Album: HarvestReleased: 1972Charted:
1
10
  • James Taylor and Linda Ronstadt sang backup; they don't come in until the end of the song. The album was recorded in Nashville, and Taylor and Ronstadt were in town to appear on The Johnny Cash Show. When it was their turn to add harmonies, the task proved rather arduous. Ronstadt recalled to Mojo: "We were sat on the couch in the control room, but I had to get up on my knees to be on the same level as James because he's so tall. Then we sang all night, the highest notes I could sing. It was so hard, but nobody minded. It was dawn when we walked out of the studio."
  • Young wrote this in 1971 after he suffered a back injury that made it impossible for him to play the electric guitar. He recorded some mellow tracks with an acoustic guitar when he was in Nashville to appear on Cash's variety show, and used local session musicians for the other instruments. Amongst the musicians Young pulled into the studio - almost at random - for the recording session for "Heart of Gold" was one drummer Kenny Buttery, who was also part of Bob Dylan's band and had played on several records. Buttery took a dark view of the way Young arranged the songs, saying "He hires some of the best musicians in the world and has them play as stupid as they possibly can."

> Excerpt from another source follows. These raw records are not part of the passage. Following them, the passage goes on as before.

//! Title extraction from note filenames
//!
//! Note files follow the `YYYY-MM-DD-some_title.md` convention; the date
//! prefix and extension are shed and the remainder is title-cased.

use regex::Regex;
use std::path::Path;
use std::sync::LazyLock;

static DATE_PREFIX: LazyLock<Regex> =
    LazyLock::new(|| Regex::new(r"^\d{4}-\d{2}-\d{2}-").expect("date prefix regex"));

/// Extract a human-readable title from a filename
///
/// Takes the basename without extension, strips a leading `YYYY-MM-DD-` date
/// prefix if present, turns underscores and hyphens into spaces, and
/// capitalizes each word. Filenames without the date prefix pass through that
/// step unaffected.
///
/// ```
/// use memopress_core::title::title_from_filename;
///
/// assert_eq!(title_from_filename("2024-05-01-my_first-post.md"), "My First Post");
/// assert_eq!(title_from_filename("notes.md"), "Notes");
/// ```
pub fn title_from_filename(filename: &str) -> String {
    let stem = Path::new(filename)
        .file_stem()
        .and_then(|s| s.to_str())
        .unwrap_or("");

    let without_date = DATE_PREFIX.replace(stem, "");

    without_date
        .replace(['_', '-'], " ")
        .split_whitespace()
        .map(capitalize)
        .collect::<Vec<_>>()
        .join(" ")
}

/// Uppercase the first character of a word, lowercase the rest
fn capitalize(word: &str) -> String {
    let mut chars = word.chars();
    match chars.next() {
        Some(first) => first.to_uppercase().chain(chars.flat_map(char::to_lowercase)).collect(),
        None => String::new(),
    }
}
//! The IDNA2008 CONTEXTJ rules for the zero-width joiners (RFC 5892,
//! Appendix A.1 and A.2).

use icu_properties::{maps, CanonicalCombiningClass, JoiningType};

use crate::utf16::{next_code_point, prev_code_point};

const ZWNJ: u16 = 0x200c;
const ZWJ: u16 = 0x200d;

/// Checks every ZWNJ and ZWJ occurrence in the label.
pub(crate) fn is_label_ok_context_j(label: &[u16]) -> bool {
    let ccc = maps::canonical_combining_class();
    let joining_type = maps::joining_type();
    for i in 0..label.len() {
        if label[i] == ZWNJ {
            // A.1: allowed after a virama, or between a left-/dual-joining
            // sequence and a right-/dual-joining sequence (skipping
            // transparent characters on both sides).
            if i == 0 {
                return false;
            }
            let (c, mut j) = prev_code_point(label, i);
            if ccc.get32(c) == CanonicalCombiningClass::Virama {
                continue;
            }
            let mut c = c;
            loop {
                let jt = joining_type.get32(c);
                if jt == JoiningType::Transparent {
                    if j == 0 {
                        return false;
                    }
                    let (prev, start) = prev_code_point(label, j);
                    c = prev;
                    j = start;
                } else if jt == JoiningType::LeftJoining || jt == JoiningType::DualJoining {
                    break; // precontext fulfilled
                } else {
                    return false;
                }
            }
            let mut j = i + 1;
            loop {
                if j == label.len() {
                    return false;
                }
                let (c, next) = next_code_point(label, j);
                j = next;
                let jt = joining_type.get32(c);
                if jt == JoiningType::Transparent {
                    // skip
                } else if jt == JoiningType::RightJoining || jt == JoiningType::DualJoining {
                    break; // postcontext fulfilled
                } else {
                    return false;
                }
            }
        } else if label[i] == ZWJ {
            // A.2: only allowed directly after a virama.
            if i == 0 {
                return false;
            }
            let (c, _) = prev_code_point(label, i);
            if ccc.get32(c) != CanonicalCombiningClass::Virama {
                return false;
            }
        }
    }
    true
}

#[cfg(test)]
mod tests {
    use super::*;

    fn utf16(s: &str) -> Vec<u16> {
        s.encode_utf16().collect()
    }

    #[test]
    fn zwj_requires_a_virama_before_it() {
        // Devanagari KA + virama + ZWJ + KA.
        assert!(is_label_ok_context_j(&utf16(
            "\u{0915}\u{094d}\u{200d}\u{0915}"
        )));
        assert!(!is_label_ok_context_j(&utf16("a\u{200d}b")));
        assert!(!is_label_ok_context_j(&utf16("\u{200d}a")));
    }

    #[test]
    fn zwnj_accepts_a_virama() {
        assert!(is_label_ok_context_j(&utf16(
            "\u{0915}\u{094d}\u{200c}\u{0915}"
        )));
    }

    #[test]
    fn zwnj_joining_type_contexts() {
        // Arabic BEH is dual-joining: D ZWNJ D passes.
        assert!(is_label_ok_context_j(&utf16("\u{0628}\u{200c}\u{0628}")));
        // Transparent characters are skipped on both sides.
        assert!(is_label_ok_context_j(&utf16(
            "\u{0628}\u{064e}\u{200c}\u{064e}\u{0628}"
        )));
        // Alef is right-joining only: it cannot open the precontext.
        assert!(!is_label_ok_context_j(&utf16("\u{0627}\u{200c}\u{0628}")));
        // But it can close the postcontext.
        assert!(is_label_ok_context_j(&utf16("\u{0628}\u{200c}\u{0627}")));
        // Non-joining neighbors fail either side.
        assert!(!is_label_ok_context_j(&utf16("a\u{200c}b")));
        assert!(!is_label_ok_context_j(&utf16("\u{0628}\u{200c}a")));
        // Running off the end of the label fails.
        assert!(!is_label_ok_context_j(&utf16("\u{0628}\u{200c}")));
        assert!(!is_label_ok_context_j(&utf16("\u{200c}\u{0628}")));
    }

    #[test]
    fn labels_without_joiners_pass_trivially() {
        assert!(is_label_ok_context_j(&utf16("example")));
    }
}
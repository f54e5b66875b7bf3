//! Derives character sets from collation data.
//!
//! A collation *tailoring* customizes the root collation order for a locale.
//! Given the tailoring's data table and the base table it was built against,
//! this crate answers two questions the tables themselves only encode
//! implicitly:
//!
//! * [`TailoredSet`]: which code points and strings collate differently
//!   from the base? It walks the tailoring's code point to CE32 mapping and
//!   diffs every non-fallback entry against the base, descending into
//!   prefix (pre-context) and contraction branches with a parallel
//!   lexicographic walk of both tables' tries.
//! * [`ContractionsAndExpansions`]: which strings are contraction inputs,
//!   and which code points or strings expand to multiple collation
//!   elements? It enumerates the tailoring and the base, subtracting the
//!   tailored ranges from the base pass so nothing is counted twice.
//!
//! The collation data itself ([`CollationData`]) is read-only input,
//! produced elsewhere; CE32 values are consumed through the opaque
//! [`Ce32`] type. Results are
//! [`CodePointInversionListAndStringList`](icu_collections::codepointinvliststringlist::CodePointInversionListAndStringList)
//! sets.

#![cfg_attr(
    not(test),
    deny(
        clippy::indexing_slicing,
        clippy::unwrap_used,
        clippy::expect_used,
        clippy::panic
    )
)]
#![warn(missing_docs)]

mod ce32;
mod contractions;
mod data;
mod error;
mod set;
mod tailored;
mod trie;

pub use ce32::{Ce32, Ce32Tag, MIN_SPECIAL_CE32};
pub use contractions::{CneSets, ContractionsAndExpansions};
pub use data::{Ce32Map, CollationData};
pub use error::CollationSetError;
pub use tailored::TailoredSet;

  • Neil Young handed guest star James Taylor a banjo to play on this song. Turns out, that was the first time Taylor had ever touched one!
  • By far, this was the biggest hit for Young as a solo artist. A very influential musician, he was never too concerned about making hit records.
  • Young used the guitar riff again on CSN&Y's "Slowpoke" in 1999.
  • In the liner notes to his Decade collection, Young said: "This song put me in the middle of the road. Traveling there soon became a bore so I headed for the ditch."
    In an interview with NME, however, he added: "I think Harvest is probably the finest record I've made."
  • This was the song that tweaked Bob Dylan; Young had made no secret that he idolized Dylan, but when Dylan heard "Heart of Gold" he thought this was going too far. As quoted in Neil Young: Long May You Run: The Illustrated History, Dylan complained, "I used to hate it when it came on the radio. I always liked Neil Young, but it bothered me every time I listened to "Heart of Gold." I'd say, that's me. If it sounds like me, it should as well be me."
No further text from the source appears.